=== WORK TASK ===
Your task is to reproduce exactly the lines from the line with "fn platform_bonus(count: u32)" through the end of the records below.

=== Begin Enclosure ===

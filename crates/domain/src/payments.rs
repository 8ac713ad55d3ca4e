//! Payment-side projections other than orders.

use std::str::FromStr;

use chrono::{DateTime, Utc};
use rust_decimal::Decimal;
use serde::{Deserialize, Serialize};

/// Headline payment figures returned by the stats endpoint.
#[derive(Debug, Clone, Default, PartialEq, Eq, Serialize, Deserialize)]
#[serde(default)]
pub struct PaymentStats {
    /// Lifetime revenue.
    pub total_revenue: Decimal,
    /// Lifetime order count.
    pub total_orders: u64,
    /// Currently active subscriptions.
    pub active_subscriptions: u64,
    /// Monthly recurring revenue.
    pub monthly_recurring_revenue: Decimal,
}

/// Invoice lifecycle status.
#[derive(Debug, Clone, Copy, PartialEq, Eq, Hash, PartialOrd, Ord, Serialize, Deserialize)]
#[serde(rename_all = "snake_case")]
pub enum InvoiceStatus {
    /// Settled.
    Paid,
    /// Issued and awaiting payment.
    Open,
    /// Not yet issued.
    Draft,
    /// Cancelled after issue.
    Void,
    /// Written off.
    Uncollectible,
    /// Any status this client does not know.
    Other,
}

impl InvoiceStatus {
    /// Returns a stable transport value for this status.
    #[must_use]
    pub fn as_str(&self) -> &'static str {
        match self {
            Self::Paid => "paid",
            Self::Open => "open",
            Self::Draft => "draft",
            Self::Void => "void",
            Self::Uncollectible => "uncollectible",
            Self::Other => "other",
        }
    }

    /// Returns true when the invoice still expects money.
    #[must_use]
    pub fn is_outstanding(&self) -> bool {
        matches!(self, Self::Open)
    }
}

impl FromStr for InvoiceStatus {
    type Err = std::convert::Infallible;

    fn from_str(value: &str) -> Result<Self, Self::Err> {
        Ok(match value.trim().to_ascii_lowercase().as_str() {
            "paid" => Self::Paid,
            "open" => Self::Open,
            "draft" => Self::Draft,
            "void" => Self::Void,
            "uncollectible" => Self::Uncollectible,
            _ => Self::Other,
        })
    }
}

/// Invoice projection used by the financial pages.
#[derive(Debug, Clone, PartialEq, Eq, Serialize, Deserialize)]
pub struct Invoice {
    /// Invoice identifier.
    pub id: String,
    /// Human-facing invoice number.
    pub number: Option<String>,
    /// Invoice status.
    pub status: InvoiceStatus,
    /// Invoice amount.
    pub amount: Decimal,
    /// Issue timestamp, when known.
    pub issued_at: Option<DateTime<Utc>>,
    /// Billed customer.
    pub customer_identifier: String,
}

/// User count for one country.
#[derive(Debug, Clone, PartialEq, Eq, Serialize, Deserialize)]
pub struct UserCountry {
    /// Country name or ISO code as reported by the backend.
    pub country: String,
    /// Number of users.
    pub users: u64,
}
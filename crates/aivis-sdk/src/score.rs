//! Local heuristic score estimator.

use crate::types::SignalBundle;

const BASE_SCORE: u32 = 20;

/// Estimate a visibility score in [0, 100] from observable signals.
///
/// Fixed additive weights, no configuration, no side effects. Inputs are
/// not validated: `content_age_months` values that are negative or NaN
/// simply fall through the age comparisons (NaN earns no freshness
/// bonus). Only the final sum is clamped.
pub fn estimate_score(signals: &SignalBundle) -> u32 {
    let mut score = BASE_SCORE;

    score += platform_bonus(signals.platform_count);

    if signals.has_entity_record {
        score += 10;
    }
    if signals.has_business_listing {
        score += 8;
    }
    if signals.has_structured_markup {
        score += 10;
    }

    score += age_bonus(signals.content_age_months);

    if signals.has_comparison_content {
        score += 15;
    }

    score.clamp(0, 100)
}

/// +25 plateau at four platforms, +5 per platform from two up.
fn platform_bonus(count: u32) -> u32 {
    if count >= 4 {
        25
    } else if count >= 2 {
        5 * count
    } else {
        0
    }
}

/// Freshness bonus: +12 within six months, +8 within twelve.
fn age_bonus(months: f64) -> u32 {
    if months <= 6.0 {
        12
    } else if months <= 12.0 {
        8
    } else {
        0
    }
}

=== End Enclosure ===

=== EXERCISE SOLUTION ===
fn platform_bonus(count: u32) -> u32 {
    if count >= 4 {
        25
    } else if count >= 2 {
        5 * count
    } else {
        0
    }
}

/// Freshness bonus: +12 within six months, +8 within twelve.
fn age_bonus(months: f64) -> u32 {
    if months <= 6.0 {
        12
    } else if months <= 12.0 {
        8
    } else {
        0
    }
}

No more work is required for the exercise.